INPUT DATA START

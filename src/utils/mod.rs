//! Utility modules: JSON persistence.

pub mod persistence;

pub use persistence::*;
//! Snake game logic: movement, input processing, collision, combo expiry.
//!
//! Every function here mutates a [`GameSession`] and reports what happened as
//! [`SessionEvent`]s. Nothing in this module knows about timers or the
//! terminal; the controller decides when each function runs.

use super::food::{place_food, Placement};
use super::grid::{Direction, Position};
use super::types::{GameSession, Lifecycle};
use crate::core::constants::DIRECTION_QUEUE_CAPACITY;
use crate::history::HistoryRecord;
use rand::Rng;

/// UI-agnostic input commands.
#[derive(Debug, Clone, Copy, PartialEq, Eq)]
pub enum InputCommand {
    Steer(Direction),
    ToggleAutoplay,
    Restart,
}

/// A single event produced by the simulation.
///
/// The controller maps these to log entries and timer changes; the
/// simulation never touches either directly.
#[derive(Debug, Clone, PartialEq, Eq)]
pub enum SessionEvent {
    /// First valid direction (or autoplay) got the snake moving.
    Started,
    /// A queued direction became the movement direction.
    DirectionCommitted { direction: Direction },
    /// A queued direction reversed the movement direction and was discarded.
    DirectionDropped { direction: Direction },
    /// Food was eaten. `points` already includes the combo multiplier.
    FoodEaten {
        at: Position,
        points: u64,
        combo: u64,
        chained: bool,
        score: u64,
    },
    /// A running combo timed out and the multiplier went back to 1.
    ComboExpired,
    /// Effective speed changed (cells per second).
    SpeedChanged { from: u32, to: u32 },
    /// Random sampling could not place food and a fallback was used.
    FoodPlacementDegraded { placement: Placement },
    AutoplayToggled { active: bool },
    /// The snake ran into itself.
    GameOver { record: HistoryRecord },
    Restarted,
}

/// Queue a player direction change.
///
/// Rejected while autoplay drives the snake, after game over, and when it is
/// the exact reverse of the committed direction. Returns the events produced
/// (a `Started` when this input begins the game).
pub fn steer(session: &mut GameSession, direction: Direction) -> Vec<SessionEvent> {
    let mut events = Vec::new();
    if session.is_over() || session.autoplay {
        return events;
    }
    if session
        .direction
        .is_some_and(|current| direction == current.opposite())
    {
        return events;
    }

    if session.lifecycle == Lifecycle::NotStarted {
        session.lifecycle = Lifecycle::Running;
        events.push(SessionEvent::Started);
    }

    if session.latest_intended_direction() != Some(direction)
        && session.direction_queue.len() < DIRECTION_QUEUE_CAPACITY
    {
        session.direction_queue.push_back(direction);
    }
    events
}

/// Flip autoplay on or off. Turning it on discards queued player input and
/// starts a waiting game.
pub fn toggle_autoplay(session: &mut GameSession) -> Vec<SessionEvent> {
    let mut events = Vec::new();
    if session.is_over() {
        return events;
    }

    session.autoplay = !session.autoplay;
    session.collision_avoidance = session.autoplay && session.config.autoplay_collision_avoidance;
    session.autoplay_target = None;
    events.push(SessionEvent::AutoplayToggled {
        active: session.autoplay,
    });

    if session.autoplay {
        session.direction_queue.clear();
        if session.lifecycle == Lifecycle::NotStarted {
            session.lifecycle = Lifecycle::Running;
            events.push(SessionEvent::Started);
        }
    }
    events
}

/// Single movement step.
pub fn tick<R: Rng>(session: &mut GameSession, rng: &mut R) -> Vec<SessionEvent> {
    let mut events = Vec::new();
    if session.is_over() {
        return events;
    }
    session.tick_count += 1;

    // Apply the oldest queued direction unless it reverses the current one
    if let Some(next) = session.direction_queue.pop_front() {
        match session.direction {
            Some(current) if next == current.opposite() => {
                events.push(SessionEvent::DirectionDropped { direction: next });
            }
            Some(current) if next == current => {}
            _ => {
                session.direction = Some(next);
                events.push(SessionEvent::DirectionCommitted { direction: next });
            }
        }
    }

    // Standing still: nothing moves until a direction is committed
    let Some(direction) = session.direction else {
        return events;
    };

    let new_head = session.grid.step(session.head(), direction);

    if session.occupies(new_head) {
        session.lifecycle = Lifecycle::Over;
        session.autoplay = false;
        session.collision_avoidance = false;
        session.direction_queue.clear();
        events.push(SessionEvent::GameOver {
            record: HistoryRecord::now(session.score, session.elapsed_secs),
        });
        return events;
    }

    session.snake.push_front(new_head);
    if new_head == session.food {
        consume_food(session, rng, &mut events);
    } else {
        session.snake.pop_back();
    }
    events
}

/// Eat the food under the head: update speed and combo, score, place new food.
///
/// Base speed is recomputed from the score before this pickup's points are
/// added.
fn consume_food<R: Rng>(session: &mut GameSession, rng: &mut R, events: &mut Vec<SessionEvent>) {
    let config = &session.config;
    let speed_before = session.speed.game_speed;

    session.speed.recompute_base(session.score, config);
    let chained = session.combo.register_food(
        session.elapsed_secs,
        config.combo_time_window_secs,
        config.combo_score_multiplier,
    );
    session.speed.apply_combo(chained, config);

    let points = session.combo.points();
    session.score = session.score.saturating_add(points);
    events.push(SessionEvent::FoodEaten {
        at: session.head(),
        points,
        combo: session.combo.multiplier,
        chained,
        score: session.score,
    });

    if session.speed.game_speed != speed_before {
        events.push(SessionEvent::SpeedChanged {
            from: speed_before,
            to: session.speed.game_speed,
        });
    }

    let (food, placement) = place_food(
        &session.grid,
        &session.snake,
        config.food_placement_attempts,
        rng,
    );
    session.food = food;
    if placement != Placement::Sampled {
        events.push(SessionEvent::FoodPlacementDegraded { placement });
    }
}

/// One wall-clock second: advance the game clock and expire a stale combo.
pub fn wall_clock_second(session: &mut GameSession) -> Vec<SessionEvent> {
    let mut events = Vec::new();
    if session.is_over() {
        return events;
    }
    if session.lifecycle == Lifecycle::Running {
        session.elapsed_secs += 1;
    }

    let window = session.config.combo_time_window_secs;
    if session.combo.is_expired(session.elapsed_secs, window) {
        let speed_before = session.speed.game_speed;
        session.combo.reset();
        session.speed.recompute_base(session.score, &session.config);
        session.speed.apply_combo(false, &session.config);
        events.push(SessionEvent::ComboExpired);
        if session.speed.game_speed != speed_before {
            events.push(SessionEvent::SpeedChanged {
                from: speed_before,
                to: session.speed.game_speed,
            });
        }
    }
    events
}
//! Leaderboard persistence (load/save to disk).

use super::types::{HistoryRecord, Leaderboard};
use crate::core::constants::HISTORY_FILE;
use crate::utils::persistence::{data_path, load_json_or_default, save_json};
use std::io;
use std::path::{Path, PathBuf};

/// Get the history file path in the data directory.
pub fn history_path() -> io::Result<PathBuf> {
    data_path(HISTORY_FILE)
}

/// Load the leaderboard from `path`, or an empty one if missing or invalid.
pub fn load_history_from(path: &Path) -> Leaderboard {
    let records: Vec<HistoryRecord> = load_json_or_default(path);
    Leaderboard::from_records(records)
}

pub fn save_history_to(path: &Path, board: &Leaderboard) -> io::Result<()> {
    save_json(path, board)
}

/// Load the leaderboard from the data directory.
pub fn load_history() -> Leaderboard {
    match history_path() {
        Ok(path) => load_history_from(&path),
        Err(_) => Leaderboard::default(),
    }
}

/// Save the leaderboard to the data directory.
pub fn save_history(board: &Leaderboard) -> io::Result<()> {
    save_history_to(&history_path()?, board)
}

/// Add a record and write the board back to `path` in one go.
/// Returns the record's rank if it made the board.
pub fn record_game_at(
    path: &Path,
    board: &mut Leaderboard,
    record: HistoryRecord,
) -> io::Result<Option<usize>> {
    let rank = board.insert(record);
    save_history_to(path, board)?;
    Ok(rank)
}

INPUT DATA END
INPUT DATA START

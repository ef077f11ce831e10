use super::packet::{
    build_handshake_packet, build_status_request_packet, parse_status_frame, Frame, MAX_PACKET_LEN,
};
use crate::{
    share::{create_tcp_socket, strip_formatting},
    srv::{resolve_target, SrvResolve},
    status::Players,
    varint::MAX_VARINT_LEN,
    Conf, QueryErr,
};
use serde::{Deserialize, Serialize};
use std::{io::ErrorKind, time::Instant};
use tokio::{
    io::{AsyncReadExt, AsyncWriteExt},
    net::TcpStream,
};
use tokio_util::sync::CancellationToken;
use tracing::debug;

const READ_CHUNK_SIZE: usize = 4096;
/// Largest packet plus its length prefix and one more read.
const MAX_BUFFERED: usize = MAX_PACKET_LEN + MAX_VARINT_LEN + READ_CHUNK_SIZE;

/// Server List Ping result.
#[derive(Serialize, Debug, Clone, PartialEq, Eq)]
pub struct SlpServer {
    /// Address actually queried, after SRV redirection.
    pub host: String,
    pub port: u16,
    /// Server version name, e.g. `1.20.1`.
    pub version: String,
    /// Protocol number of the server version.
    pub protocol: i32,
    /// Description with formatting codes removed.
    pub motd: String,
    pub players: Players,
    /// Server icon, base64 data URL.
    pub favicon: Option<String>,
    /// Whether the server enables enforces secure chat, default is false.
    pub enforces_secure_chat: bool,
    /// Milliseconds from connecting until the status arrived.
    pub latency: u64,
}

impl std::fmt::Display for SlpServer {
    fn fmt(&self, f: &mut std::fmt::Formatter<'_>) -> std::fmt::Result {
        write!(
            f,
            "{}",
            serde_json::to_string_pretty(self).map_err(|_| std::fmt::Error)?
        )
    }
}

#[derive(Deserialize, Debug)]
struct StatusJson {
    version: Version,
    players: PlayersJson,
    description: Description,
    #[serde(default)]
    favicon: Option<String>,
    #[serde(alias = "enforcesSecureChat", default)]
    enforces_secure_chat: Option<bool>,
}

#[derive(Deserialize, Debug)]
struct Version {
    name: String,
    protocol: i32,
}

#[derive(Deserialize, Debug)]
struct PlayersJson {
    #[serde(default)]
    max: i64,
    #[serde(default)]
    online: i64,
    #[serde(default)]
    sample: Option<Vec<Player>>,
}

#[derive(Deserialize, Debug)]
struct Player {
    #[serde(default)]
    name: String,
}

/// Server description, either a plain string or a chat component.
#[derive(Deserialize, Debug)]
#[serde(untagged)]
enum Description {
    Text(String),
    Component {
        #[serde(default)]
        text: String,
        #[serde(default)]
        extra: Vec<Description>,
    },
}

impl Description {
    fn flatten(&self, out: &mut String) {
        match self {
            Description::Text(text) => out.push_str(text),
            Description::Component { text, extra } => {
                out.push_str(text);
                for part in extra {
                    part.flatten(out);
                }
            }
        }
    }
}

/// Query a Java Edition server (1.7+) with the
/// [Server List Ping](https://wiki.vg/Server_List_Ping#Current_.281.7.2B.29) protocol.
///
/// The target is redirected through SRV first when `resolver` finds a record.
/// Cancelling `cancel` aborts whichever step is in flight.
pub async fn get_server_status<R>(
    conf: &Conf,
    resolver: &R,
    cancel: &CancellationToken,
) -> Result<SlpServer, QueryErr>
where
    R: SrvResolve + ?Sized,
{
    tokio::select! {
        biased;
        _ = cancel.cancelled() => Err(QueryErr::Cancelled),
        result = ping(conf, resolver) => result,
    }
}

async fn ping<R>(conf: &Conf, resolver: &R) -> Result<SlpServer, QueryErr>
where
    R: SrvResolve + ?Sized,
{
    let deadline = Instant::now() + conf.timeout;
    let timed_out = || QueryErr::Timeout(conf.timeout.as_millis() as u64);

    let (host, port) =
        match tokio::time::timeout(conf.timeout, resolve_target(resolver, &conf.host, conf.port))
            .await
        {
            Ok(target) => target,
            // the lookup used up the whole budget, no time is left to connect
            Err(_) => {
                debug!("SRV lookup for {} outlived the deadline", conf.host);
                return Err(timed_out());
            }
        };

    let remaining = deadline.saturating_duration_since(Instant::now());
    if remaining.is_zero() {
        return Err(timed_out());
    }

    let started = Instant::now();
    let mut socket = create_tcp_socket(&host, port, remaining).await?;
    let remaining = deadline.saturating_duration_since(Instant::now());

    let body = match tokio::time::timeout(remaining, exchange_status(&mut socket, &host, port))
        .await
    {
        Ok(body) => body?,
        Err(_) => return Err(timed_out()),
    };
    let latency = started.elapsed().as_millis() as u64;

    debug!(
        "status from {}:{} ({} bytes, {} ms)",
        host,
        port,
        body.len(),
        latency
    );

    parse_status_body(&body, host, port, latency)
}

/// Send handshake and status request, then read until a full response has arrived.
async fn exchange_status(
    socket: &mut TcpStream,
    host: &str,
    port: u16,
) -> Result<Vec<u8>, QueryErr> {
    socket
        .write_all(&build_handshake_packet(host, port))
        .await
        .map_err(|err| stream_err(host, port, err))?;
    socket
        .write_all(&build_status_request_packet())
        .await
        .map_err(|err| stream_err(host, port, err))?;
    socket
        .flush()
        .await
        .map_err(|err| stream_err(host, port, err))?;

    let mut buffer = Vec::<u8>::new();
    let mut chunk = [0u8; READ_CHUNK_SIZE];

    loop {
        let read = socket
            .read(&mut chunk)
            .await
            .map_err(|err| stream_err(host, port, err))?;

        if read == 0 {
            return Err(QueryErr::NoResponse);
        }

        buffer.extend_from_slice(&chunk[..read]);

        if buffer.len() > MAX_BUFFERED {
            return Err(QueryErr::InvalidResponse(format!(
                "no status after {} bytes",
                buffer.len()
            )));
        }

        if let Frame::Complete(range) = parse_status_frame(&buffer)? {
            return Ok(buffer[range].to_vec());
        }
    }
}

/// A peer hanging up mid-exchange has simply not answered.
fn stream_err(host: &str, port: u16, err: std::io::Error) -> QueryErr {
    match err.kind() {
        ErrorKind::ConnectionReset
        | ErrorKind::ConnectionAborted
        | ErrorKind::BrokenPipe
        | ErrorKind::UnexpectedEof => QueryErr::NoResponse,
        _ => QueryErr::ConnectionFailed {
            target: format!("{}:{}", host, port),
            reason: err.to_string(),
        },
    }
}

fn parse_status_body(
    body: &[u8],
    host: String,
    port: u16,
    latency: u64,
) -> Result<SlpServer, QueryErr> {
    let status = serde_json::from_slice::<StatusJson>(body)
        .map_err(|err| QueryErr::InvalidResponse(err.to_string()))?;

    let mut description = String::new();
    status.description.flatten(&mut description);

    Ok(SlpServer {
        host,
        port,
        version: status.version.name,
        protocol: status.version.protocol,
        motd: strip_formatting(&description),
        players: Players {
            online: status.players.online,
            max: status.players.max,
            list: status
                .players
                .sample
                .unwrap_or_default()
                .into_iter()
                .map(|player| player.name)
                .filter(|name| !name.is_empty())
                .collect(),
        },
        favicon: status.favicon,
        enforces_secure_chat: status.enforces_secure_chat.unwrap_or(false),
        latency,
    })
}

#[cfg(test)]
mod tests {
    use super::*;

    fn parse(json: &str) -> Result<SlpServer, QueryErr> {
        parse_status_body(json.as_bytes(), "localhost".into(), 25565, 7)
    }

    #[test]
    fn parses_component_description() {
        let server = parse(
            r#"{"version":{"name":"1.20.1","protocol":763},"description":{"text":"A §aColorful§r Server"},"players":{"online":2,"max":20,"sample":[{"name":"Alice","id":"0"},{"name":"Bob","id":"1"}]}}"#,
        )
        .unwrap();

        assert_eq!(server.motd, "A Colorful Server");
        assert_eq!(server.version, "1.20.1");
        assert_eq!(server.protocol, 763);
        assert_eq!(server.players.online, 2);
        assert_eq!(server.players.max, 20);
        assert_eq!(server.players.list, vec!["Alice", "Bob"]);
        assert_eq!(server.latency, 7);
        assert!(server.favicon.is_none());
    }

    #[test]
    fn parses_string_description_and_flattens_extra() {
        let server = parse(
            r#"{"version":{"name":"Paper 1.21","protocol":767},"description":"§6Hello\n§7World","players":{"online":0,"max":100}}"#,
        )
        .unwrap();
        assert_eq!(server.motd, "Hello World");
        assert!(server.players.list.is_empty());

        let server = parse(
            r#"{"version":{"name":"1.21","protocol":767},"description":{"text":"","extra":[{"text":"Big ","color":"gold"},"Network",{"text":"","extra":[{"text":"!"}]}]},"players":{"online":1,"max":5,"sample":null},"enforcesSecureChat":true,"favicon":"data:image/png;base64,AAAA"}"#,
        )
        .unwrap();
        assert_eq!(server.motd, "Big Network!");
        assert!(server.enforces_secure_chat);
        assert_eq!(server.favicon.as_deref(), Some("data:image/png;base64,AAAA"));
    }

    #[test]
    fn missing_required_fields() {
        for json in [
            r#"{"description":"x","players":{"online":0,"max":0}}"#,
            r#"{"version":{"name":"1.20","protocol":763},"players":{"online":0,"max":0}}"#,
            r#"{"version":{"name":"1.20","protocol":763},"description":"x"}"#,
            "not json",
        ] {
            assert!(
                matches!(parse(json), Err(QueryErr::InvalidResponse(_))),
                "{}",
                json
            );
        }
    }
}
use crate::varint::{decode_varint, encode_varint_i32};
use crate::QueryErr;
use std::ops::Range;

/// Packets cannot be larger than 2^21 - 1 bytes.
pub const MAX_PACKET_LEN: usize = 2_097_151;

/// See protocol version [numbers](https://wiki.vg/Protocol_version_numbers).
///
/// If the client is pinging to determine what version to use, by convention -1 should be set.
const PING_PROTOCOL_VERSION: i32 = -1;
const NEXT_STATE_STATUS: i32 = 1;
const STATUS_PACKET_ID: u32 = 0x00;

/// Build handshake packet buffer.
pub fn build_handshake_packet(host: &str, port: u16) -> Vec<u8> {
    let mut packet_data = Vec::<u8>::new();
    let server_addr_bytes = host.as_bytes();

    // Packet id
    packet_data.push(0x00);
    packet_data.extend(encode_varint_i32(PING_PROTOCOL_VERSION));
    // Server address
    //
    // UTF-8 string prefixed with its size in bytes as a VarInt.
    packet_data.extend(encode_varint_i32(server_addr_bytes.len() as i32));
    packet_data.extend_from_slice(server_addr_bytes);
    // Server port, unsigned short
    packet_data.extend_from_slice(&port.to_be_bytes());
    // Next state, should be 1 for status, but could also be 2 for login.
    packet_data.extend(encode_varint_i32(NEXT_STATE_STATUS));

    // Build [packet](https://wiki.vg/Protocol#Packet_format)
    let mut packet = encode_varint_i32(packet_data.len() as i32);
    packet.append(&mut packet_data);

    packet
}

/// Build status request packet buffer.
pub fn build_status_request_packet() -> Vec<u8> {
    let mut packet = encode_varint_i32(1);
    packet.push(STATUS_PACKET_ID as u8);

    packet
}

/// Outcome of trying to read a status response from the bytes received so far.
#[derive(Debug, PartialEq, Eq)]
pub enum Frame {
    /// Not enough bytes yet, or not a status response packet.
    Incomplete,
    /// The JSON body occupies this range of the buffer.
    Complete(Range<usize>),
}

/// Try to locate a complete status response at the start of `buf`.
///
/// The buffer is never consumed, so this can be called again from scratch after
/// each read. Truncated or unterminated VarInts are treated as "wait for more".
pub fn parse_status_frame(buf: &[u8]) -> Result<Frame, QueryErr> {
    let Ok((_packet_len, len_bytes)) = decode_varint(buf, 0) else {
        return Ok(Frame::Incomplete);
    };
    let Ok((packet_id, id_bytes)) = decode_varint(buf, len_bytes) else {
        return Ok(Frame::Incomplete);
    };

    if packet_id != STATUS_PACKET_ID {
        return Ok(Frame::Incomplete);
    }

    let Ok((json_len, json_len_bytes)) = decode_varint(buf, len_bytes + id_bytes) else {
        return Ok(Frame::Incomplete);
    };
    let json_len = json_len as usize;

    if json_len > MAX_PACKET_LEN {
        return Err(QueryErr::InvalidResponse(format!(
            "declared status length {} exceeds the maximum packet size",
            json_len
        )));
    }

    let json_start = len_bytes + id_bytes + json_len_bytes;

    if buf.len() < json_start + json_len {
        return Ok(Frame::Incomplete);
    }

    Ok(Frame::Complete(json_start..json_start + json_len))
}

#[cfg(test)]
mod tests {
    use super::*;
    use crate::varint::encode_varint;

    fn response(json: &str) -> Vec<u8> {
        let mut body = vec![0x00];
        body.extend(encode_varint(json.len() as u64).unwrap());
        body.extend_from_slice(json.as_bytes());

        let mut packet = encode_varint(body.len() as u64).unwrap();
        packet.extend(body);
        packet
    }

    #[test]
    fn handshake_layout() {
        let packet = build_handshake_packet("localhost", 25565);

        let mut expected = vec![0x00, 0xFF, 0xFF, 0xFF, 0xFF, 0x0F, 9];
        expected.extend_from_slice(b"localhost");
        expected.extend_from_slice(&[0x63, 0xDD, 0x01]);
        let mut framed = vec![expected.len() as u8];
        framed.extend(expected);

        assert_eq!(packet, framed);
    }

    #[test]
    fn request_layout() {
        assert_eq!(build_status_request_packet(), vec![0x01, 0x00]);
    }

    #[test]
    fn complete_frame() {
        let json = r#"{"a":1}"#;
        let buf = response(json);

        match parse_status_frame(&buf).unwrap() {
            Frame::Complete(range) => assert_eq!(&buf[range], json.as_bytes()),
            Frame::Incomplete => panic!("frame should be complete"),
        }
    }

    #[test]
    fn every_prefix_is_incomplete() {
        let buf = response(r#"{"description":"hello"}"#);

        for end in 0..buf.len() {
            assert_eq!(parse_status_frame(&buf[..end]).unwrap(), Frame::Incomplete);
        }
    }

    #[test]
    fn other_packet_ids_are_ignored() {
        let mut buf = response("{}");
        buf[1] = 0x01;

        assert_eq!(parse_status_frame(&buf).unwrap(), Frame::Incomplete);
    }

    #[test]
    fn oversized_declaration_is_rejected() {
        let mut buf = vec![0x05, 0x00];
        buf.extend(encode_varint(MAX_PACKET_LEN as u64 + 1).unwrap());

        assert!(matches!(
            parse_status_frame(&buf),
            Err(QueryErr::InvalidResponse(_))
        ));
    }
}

INPUT DATA END

WORK REQUEST: Give back exactly the lines above starting at the line where "const STATUS_PACKET_ID: u32 = 0x00;" appears and ending at the line where "2 for login." appears, both included, with no other lines.

ANSWER TO THIS TASK:
const STATUS_PACKET_ID: u32 = 0x00;

/// Build handshake packet buffer.
pub fn build_handshake_packet(host: &str, port: u16) -> Vec<u8> {
    let mut packet_data = Vec::<u8>::new();
    let server_addr_bytes = host.as_bytes();

    // Packet id
    packet_data.push(0x00);
    packet_data.extend(encode_varint_i32(PING_PROTOCOL_VERSION));
    // Server address
    //
    // UTF-8 string prefixed with its size in bytes as a VarInt.
    packet_data.extend(encode_varint_i32(server_addr_bytes.len() as i32));
    packet_data.extend_from_slice(server_addr_bytes);
    // Server port, unsigned short
    packet_data.extend_from_slice(&port.to_be_bytes());
    // Next state, should be 1 for status, but could also be 2 for login.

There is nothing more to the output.